Your goal:
The entries below contain a line with "filename src/abi.rs" and a line with "use crate::error::RegistryError;". Quote exactly those two lines and all lines between them.

Given entries:
□ □ □
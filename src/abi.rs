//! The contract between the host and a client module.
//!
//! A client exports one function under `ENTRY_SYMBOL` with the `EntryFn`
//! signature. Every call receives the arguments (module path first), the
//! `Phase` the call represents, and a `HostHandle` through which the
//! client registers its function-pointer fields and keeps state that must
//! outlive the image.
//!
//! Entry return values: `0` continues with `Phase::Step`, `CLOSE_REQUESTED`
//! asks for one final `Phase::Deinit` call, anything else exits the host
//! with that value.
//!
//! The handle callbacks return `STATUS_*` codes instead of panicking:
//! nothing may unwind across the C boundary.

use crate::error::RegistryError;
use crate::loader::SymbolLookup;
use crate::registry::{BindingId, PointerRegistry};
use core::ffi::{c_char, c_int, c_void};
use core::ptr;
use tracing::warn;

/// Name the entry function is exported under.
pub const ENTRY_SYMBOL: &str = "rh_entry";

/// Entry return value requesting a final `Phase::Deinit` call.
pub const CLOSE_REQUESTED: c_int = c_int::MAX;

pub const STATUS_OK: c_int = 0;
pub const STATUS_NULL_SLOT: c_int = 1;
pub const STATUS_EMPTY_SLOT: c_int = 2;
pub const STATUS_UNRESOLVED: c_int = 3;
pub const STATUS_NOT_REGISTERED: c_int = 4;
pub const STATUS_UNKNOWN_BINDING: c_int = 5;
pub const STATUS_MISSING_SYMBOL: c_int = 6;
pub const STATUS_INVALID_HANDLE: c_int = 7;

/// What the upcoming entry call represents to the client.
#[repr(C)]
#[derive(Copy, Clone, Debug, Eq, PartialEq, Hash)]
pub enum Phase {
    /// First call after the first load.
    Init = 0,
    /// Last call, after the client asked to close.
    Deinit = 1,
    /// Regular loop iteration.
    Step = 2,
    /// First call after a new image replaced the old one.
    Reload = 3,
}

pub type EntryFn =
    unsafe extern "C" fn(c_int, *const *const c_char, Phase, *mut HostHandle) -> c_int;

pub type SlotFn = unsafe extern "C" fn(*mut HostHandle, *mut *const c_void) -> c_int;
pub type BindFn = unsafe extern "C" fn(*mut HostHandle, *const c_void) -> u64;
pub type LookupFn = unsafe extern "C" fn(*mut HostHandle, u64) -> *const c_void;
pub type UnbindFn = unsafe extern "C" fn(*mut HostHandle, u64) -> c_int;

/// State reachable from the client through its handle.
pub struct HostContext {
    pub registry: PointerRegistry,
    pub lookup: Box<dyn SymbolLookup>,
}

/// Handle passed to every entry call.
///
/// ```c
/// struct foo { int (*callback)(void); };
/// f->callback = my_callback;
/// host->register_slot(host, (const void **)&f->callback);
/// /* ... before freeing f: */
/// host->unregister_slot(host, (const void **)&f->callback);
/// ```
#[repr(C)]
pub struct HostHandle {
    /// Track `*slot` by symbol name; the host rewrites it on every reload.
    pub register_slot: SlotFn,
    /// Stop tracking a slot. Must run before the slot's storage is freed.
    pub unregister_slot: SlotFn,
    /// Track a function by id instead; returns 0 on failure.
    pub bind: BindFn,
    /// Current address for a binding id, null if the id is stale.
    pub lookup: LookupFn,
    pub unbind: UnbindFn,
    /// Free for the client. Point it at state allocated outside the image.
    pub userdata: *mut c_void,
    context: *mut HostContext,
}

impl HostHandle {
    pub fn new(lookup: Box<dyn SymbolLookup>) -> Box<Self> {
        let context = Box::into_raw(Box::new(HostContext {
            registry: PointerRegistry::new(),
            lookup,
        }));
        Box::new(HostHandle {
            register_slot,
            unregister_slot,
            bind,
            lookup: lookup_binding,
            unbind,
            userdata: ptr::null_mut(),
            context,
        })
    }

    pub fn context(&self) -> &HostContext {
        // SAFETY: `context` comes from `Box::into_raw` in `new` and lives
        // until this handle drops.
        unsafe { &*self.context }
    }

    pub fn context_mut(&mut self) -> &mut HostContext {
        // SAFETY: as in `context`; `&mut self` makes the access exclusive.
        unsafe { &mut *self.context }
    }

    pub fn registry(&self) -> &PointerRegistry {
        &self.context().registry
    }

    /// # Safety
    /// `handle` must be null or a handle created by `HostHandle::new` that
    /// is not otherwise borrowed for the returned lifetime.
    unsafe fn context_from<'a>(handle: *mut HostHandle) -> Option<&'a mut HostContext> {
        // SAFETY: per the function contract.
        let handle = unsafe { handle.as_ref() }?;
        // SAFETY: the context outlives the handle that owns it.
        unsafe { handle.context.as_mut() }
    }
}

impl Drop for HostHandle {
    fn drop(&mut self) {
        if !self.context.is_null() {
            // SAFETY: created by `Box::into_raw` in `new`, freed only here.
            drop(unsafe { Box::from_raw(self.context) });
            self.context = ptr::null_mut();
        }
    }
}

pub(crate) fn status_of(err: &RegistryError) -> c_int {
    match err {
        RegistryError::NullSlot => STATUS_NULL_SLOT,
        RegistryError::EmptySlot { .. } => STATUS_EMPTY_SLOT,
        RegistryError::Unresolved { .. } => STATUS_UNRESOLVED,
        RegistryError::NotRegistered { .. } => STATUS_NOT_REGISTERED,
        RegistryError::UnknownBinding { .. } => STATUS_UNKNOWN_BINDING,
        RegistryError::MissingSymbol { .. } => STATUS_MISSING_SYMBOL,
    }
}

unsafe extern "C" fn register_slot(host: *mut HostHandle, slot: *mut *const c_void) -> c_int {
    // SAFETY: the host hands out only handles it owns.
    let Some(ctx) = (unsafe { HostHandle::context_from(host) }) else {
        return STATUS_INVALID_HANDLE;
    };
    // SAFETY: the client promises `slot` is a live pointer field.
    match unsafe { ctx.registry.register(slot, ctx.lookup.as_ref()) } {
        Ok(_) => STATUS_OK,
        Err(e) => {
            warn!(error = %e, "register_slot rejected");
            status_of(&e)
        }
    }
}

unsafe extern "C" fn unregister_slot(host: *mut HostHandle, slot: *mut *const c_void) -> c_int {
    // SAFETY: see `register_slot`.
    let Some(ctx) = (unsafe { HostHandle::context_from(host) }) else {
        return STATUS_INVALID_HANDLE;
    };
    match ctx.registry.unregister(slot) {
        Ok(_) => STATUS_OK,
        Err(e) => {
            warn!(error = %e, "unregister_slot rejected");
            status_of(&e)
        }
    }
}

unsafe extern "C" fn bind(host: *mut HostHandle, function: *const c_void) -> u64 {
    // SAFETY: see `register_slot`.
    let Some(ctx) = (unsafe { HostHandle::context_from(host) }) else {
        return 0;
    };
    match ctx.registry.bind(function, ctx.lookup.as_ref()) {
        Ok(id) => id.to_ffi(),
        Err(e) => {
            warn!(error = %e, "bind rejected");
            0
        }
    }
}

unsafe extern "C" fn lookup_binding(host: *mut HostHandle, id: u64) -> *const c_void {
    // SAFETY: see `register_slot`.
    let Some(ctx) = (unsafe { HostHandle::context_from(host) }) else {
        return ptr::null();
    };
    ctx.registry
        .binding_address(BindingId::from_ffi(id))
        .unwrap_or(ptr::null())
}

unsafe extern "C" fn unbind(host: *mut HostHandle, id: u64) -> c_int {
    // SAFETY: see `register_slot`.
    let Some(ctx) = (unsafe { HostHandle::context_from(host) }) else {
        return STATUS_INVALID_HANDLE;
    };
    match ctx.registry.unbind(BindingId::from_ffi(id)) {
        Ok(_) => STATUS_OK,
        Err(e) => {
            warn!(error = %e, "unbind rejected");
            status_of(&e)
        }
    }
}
□ □ □
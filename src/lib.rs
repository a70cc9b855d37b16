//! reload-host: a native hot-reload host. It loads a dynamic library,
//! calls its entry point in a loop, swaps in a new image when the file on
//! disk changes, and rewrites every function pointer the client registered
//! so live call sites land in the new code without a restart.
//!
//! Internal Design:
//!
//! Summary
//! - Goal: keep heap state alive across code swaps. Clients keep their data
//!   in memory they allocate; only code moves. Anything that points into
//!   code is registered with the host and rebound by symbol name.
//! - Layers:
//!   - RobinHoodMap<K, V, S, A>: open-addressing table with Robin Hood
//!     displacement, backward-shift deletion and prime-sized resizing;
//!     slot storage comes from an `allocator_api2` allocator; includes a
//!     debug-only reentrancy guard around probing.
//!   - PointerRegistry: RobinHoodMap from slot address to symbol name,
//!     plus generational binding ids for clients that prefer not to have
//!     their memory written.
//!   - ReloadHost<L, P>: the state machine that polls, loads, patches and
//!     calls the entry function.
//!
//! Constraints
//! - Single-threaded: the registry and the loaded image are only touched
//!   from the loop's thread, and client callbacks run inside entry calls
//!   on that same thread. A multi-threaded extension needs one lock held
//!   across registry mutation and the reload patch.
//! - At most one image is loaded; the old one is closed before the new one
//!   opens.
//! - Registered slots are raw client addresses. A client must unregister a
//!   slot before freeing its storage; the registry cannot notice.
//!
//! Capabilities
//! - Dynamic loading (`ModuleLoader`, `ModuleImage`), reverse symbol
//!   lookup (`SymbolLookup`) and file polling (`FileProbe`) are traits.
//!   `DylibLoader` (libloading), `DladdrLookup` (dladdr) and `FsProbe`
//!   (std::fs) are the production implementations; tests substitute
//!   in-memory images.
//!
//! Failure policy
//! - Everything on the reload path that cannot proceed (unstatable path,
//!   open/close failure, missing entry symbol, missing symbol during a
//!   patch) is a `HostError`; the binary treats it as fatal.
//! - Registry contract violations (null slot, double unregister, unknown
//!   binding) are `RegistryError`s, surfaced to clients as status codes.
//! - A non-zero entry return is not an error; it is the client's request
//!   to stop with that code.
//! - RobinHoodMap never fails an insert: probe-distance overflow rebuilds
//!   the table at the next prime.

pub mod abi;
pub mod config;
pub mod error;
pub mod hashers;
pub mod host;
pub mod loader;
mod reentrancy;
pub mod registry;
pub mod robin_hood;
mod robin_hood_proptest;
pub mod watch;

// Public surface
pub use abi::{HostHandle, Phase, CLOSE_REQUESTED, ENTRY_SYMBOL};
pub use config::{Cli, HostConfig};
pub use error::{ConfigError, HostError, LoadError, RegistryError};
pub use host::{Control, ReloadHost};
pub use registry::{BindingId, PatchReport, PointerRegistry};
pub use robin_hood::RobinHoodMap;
□ □ □
Output for this task:
filename src/abi.rs
//! The contract between the host and a client module.
//!
//! A client exports one function under `ENTRY_SYMBOL` with the `EntryFn`
//! signature. Every call receives the arguments (module path first), the
//! `Phase` the call represents, and a `HostHandle` through which the
//! client registers its function-pointer fields and keeps state that must
//! outlive the image.
//!
//! Entry return values: `0` continues with `Phase::Step`, `CLOSE_REQUESTED`
//! asks for one final `Phase::Deinit` call, anything else exits the host
//! with that value.
//!
//! The handle callbacks return `STATUS_*` codes instead of panicking:
//! nothing may unwind across the C boundary.

use crate::error::RegistryError;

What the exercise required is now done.